Silver Dollar Winery’s Wine Education Series Part 7: Worthy Wines
There you are, perusing the aisles of your local store for a bottle of wine to serve with dinner, when it happens: Sticker shock! You’re perfectly comfortable in the mid-range, or maybe you’re shopping on a budget and are looking for a good wine at a bargain price. Either way, you’ve stumbled across a rather expensive bottle, possibly labeled as an award-winner, and you’re wondering why some wine costs so much. After all, isn’t taste a somewhat arbitrary thing? Who’s to say your less expensive bottle isn’t just as good?

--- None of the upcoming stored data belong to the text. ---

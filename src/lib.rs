//! Exact weighted k-median placement on a line.
//!
//! Given `n` clients on a line, client `i` carrying traffic weight `w[i]`, this
//! crate places `k` servers on client positions so that
//! `Σ w[i] · |i − nearest server|` is minimal.
//!
//! ## Core idea
//! 1. On a line every server in an optimal solution serves a contiguous
//!    segment of clients, and within a segment the best position is the
//!    weighted median. [`SegmentCostTable`] precomputes that cost for all
//!    O(n²) segments.
//! 2. A dynamic program over "first `j` clients served by `t` servers"
//!    combines segment costs into the global optimum in O(k·n²) and is
//!    backtracked into the server positions ([`PlacementTable`]).
//! 3. The same recurrence is a layered DP ([`LayeredProblem`]), so
//!    [`LayeredEngine`] can run it keeping only ≈√k rows alive.
//!
//! ## Quick start
//! ```
//! use line_kmedian::place_servers;
//!
//! let placement = place_servers(3, 1, &[1u64, 1, 1]).unwrap();
//! assert_eq!(placement.min_cost, 2);
//! assert_eq!(placement.servers, vec![1]);
//! ```
//!
//! Client positions are 0-indexed. Ties are broken towards lower indices:
//! the lower weighted median inside a segment and the leftmost split
//! between segments, so results are fully deterministic.
//!
//! ## Features
//! - `tracing` (default): spans and events through the `tracing` crate.
//! - `serde`: `Serialize`/`Deserialize` for [`Placement`], [`Segment`] and
//!   [`Strategy`].
//! - `cli`: the `kserver` binary.

pub mod blocks;
pub mod builder;
pub mod engine;
pub mod error;
pub mod placement;
pub mod segment;
pub mod solver;
pub mod traits;
pub mod weight;

pub use crate::builder::EngineBuilder;
pub use crate::engine::LayeredEngine;
pub use crate::error::PlacementError;
pub use crate::placement::{service_cost, Cut, Placement, PlacementProblem, PlacementTable, Segment};
pub use crate::segment::{SegmentCost, SegmentCostTable};
pub use crate::solver::{place_servers, PlacementSolver, Strategy};
pub use crate::traits::LayeredProblem;
pub use crate::weight::Weight;
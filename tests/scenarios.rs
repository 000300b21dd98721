use line_kmedian::{
    place_servers, service_cost, PlacementError, PlacementSolver, Segment, Strategy,
};

#[test]
fn single_client() {
    let placement = place_servers(1, 1, &[5u64]).unwrap();
    assert_eq!(placement.min_cost, 0);
    assert_eq!(placement.servers, vec![0]);
    assert_eq!(
        placement.segments,
        vec![Segment {
            start: 0,
            end: 1,
            server: 0
        }]
    );
}

#[test]
fn one_server_sits_in_the_middle() {
    let placement = place_servers(3, 1, &[1u64, 1, 1]).unwrap();
    assert_eq!(placement.min_cost, 2);
    assert_eq!(placement.servers, vec![1]);
}

#[test]
fn two_servers_on_four_uniform_clients() {
    let placement = place_servers(4, 2, &[1u64, 1, 1, 1]).unwrap();
    assert_eq!(placement.min_cost, 2);
    assert_eq!(placement.servers, vec![0, 2]);
}

#[test]
fn one_server_per_client() {
    let placement = place_servers(5, 5, &[3u64, 1, 4, 1, 5]).unwrap();
    assert_eq!(placement.min_cost, 0);
    assert_eq!(placement.servers, vec![0, 1, 2, 3, 4]);
}

#[test]
fn float_scenarios_match_integer_ones() {
    let placement = place_servers(3, 1, &[1.0f64, 1.0, 1.0]).unwrap();
    assert_eq!(placement.min_cost, 2.0);
    assert_eq!(placement.servers, vec![1]);

    let placement = place_servers(4, 2, &[1.0f32, 1.0, 1.0, 1.0]).unwrap();
    assert_eq!(placement.min_cost, 2.0);
    assert_eq!(placement.servers, vec![0, 2]);
}

#[test]
fn heavy_endpoints_do_not_hide_light_clients() {
    let weights = [1e17f64, 1.0, 1.0, 1.0, 1e17];
    let placement = place_servers(5, 2, &weights).unwrap();
    assert_eq!(placement.min_cost, 4.0);
    assert_eq!(placement.servers, vec![0, 4]);
    assert_eq!(
        service_cost(&weights, &placement.servers),
        Some(placement.min_cost)
    );

    let weights = [1e17f64, 1.0, 1.0, 1.0];
    let placement = place_servers(4, 2, &weights).unwrap();
    assert_eq!(placement.min_cost, 2.0);
    assert_eq!(placement.servers, vec![0, 2]);
    assert_eq!(
        service_cost(&weights, &placement.servers),
        Some(placement.min_cost)
    );
}

#[test]
fn narrow_integer_weights() {
    assert_eq!(place_servers(3, 1, &[1u32, 1, 1]).unwrap().min_cost, 2);
    assert_eq!(place_servers(3, 1, &[1i32, 1, 1]).unwrap().servers, vec![1]);
    let placement = place_servers(4, 2, &[1usize, 1, 1, 1]).unwrap();
    assert_eq!((placement.min_cost, placement.servers), (2, vec![0, 2]));
    assert!(matches!(
        place_servers(2, 1, &[1isize, -1]).unwrap_err(),
        PlacementError::InvalidWeight { index: 1, .. }
    ));
}

#[test]
fn unrepresentable_sums_are_errors() {
    assert_eq!(
        place_servers(3, 3, &[u64::MAX / 2; 3]).unwrap_err(),
        PlacementError::CostOverflow
    );
    assert_eq!(
        place_servers(2, 2, &[f64::MAX; 2]).unwrap_err(),
        PlacementError::CostOverflow
    );
    // Large weights whose sums still fit are solved exactly.
    let placement = place_servers(2, 1, &[u64::MAX / 2; 2]).unwrap();
    assert_eq!(placement.min_cost, u64::MAX / 2);
    assert_eq!(placement.servers, vec![0]);
}

#[test]
fn zero_weights_cost_nothing() {
    for k in 1..=6 {
        let placement = place_servers(6, k, &[0u64; 6]).unwrap();
        assert_eq!(placement.min_cost, 0);
        assert_eq!(placement.servers.len(), k);
    }
}

#[test]
fn two_clusters() {
    // Heavy traffic around clients 1 and 7.
    let weights = [1u64, 10, 1, 0, 0, 0, 1, 10, 1];
    let placement = place_servers(weights.len(), 2, &weights).unwrap();
    assert_eq!(placement.servers, vec![1, 7]);
    assert_eq!(placement.min_cost, 4);
}

#[test]
fn checkpointed_strategy_reproduces_scenarios() {
    let solver = PlacementSolver::new().with_strategy(Strategy::Checkpointed { block_size: None });
    assert_eq!(solver.solve(1, 1, &[5u64]).unwrap().servers, vec![0]);
    assert_eq!(solver.solve(3, 1, &[1u64, 1, 1]).unwrap().min_cost, 2);
    let placement = solver.solve(4, 2, &[1u64, 1, 1, 1]).unwrap();
    assert_eq!((placement.min_cost, placement.servers), (2, vec![0, 2]));
    let placement = solver.solve(5, 5, &[3u64, 1, 4, 1, 5]).unwrap();
    assert_eq!(placement.servers, vec![0, 1, 2, 3, 4]);
}

#[test]
fn invalid_input_is_reported() {
    assert_eq!(
        place_servers::<u64>(0, 1, &[]).unwrap_err(),
        PlacementError::NoClients
    );
    assert_eq!(
        place_servers(3, 0, &[1u64, 2, 3]).unwrap_err(),
        PlacementError::NoServers { clients: 3 }
    );
    assert_eq!(
        place_servers(2, 3, &[1u64, 2]).unwrap_err(),
        PlacementError::TooManyServers {
            servers: 3,
            clients: 2
        }
    );
    assert_eq!(
        place_servers(3, 1, &[1u64, 2]).unwrap_err(),
        PlacementError::LengthMismatch {
            declared: 3,
            actual: 2
        }
    );
    assert!(matches!(
        place_servers(3, 1, &[1.0f64, -0.5, 2.0]).unwrap_err(),
        PlacementError::InvalidWeight { index: 1, .. }
    ));
    assert!(matches!(
        place_servers(2, 1, &[f64::INFINITY, 1.0]).unwrap_err(),
        PlacementError::InvalidWeight { index: 0, .. }
    ));
    assert!(place_servers(2, 1, &[-3i64, 1])
        .unwrap_err()
        .is_invalid_input());
}

#[test]
fn no_clients_and_no_servers_is_trivial() {
    let placement = place_servers::<f64>(0, 0, &[]).unwrap();
    assert_eq!(placement.min_cost, 0.0);
    assert!(placement.servers.is_empty());
    assert!(placement.segments.is_empty());
}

While it’s true that individual taste can vary and that ‘very expensive’ doesn’t always translate into ‘so much better’, it is useful to know exactly how much effort goes into producing wine before you make a decision about what to serve with your special dish. So, let’s start, shall we say, from the ground up.
Grapes like sunny, warm, mild-wintered climates. So do many people. This means you’ll likely be paying a premium for real estate; think Napa Valley, Italy, Spain. And you will need a substantial amount of land if you’re going to grow a vineyard large enough to make a living in the wine business. Once you’ve acquired land, there is the question of soil preparation, which can include adding nitrogen or other fertilizers, pest and disease control, and of course the farming equipment required for tilling the soil and keeping the cover crop (another investment) between the vines mown. The vines themselves generally wholesale between three and fifteen dollars per vine, depending on the quantity ordered and their age.
After you’ve waited three years (yes, three!) for your first truly full crop of grapes, there is the cost of harvesting and processing the grapes – a labor-intensive endeavor – before they can be stored as juice. They can then be either sold to wine-makers or fermented, filtered, and aged into wine to be sold as a finished product.
The average small vineyard will yield between three and five tons of fruit per acre, which sounds like a substantial amount until you consider that it takes approximately one ton of fruit to yield 155-165 gallons of juice or wine, which translates to around sixty-five cases. But wait, there’s more. If you’ve chosen to produce juice, you’ll need a climate-controlled building and appropriate containers in which to store the product while you market to buyers. If you’re taking the next step into actual wine production, which does offer financial incentives, then additional investments will be necessary.
Processing equipment such as filters, storage tanks, aging barrels, and alcohol content measuring equipment and chemicals will be necessary. There is also time for aging that should be built into the grape-to-bottle time-line, which impacts your income stream. If you wholesale to producers, you can sell your wine in macro-bins or barrels, while actually bottling and labeling your own wine will require – you guessed it – an additional investment in equipment. Plan on bottles, a filling tank, a corker, a labeling machine, label design services, boxes, pallets, and a forklift. The bottling process is also labor-intensive unless you can afford a large automated system, so you’ll be investing in either labor or machinery. And don’t forget the proper licenses from your state and local government. You can’t sell a single bottle without permits for each wine and label.
The good news is that your vines, barring disease or natural disaster, will keep producing for approximately 20-40 years, so you can replant on a recurring basis to ensure you always have some producing vines. Keeping these facts in mind, does that bottle of wine still seem terribly expensive?